» **TASK GOAL**
Within the data below, count the lines that include "ResponseTemplate" and give only the count.

» **INFORMATION SUPPLIED**
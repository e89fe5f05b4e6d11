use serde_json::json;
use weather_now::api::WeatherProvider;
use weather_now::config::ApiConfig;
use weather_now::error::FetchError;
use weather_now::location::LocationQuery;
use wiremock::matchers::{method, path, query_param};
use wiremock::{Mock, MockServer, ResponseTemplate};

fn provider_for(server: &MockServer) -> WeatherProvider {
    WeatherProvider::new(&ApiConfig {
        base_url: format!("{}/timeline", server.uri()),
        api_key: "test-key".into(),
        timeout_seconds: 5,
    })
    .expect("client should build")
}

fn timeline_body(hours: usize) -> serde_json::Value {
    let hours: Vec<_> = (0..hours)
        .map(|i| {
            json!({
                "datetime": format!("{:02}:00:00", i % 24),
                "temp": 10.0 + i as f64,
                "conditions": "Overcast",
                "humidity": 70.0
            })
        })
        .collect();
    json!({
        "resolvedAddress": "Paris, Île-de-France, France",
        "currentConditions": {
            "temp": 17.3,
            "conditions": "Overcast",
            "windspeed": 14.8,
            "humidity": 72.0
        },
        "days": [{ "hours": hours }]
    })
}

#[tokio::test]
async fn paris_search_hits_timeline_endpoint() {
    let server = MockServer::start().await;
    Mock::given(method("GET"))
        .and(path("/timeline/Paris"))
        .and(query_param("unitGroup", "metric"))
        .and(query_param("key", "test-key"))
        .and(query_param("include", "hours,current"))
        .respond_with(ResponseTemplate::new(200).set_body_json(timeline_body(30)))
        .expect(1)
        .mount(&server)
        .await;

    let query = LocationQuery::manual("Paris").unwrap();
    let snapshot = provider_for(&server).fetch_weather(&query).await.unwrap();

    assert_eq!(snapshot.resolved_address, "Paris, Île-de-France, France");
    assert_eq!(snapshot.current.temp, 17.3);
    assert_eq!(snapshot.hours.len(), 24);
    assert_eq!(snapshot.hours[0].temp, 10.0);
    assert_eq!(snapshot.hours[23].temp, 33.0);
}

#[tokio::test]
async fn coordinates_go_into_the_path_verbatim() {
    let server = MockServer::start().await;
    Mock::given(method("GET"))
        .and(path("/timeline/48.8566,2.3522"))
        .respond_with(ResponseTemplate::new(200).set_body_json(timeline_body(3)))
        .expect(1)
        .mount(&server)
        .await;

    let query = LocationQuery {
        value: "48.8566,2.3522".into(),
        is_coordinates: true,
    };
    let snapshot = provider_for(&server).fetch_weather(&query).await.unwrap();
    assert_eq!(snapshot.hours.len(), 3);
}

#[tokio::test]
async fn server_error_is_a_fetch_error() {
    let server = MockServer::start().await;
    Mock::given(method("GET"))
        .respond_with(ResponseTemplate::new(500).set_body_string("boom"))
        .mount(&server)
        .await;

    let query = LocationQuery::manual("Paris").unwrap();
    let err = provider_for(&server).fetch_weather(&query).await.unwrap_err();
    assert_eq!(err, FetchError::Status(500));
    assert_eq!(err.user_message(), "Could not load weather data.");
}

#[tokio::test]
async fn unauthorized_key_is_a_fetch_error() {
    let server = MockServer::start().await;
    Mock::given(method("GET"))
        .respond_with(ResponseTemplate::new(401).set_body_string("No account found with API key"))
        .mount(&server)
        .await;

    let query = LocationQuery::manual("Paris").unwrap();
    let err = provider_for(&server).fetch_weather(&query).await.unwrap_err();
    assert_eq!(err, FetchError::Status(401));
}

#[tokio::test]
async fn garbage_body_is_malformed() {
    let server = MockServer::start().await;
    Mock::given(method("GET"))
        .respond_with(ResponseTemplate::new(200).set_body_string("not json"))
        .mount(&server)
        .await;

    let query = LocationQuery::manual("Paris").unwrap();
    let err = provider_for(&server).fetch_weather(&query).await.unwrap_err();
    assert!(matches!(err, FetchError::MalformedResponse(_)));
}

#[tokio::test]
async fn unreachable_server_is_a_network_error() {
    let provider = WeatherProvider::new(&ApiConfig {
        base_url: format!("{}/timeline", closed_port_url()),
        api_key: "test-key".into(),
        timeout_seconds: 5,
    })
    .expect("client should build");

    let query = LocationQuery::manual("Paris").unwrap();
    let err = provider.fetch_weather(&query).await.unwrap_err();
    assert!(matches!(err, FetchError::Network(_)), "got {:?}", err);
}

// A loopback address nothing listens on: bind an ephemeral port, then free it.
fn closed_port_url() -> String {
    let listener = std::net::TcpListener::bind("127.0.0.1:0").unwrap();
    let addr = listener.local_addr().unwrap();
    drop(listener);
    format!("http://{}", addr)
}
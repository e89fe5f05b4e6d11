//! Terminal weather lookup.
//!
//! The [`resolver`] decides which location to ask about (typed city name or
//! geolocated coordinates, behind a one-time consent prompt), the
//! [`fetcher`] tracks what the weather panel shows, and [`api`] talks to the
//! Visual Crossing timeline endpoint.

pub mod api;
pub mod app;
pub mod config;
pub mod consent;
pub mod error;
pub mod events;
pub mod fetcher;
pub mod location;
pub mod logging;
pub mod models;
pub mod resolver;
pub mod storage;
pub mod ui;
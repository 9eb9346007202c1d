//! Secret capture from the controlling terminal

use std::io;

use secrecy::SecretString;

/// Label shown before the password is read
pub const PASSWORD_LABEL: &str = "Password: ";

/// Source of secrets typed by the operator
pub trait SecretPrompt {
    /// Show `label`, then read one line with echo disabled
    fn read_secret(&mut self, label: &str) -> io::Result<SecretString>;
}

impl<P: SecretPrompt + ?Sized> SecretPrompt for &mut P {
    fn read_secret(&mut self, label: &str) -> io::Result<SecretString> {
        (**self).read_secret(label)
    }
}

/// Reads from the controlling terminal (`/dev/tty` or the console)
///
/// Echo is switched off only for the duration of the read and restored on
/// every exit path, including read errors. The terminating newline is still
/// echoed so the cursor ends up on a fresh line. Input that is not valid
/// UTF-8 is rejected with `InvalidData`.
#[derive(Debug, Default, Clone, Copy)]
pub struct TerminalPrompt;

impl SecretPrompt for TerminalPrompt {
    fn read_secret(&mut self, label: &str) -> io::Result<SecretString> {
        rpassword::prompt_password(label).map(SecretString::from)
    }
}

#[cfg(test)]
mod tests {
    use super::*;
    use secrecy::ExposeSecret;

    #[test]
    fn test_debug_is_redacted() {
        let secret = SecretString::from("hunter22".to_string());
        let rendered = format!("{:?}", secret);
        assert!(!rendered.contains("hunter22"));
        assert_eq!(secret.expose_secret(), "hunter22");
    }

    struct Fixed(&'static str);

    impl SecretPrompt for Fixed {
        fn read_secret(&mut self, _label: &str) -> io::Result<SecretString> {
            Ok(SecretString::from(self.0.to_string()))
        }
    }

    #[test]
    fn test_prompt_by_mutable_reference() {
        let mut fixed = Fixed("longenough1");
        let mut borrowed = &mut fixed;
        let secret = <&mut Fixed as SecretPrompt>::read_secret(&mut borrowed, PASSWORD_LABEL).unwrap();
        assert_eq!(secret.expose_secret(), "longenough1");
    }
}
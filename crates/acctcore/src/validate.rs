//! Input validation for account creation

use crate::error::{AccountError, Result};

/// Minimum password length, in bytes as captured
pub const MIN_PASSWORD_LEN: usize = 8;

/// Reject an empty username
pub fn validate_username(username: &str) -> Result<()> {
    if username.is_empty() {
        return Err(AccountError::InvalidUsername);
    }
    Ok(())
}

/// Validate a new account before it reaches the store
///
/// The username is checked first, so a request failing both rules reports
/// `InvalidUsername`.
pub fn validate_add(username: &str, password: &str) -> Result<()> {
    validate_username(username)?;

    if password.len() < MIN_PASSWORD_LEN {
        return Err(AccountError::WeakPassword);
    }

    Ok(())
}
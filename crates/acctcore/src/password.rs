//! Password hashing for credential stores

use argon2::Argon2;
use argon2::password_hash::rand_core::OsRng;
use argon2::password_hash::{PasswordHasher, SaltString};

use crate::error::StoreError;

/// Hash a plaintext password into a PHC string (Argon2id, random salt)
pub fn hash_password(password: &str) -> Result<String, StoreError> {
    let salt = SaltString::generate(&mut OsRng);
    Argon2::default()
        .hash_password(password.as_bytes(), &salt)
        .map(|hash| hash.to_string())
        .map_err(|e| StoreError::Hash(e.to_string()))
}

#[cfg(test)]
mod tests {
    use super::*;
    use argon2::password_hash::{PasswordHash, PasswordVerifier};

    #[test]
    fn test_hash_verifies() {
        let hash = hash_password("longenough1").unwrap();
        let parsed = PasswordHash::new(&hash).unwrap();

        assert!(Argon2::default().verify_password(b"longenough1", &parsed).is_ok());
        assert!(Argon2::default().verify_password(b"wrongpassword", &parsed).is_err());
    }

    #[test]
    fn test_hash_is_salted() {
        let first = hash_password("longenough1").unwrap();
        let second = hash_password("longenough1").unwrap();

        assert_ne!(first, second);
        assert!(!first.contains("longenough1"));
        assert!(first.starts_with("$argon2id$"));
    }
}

» **WORKED SOLUTION**
6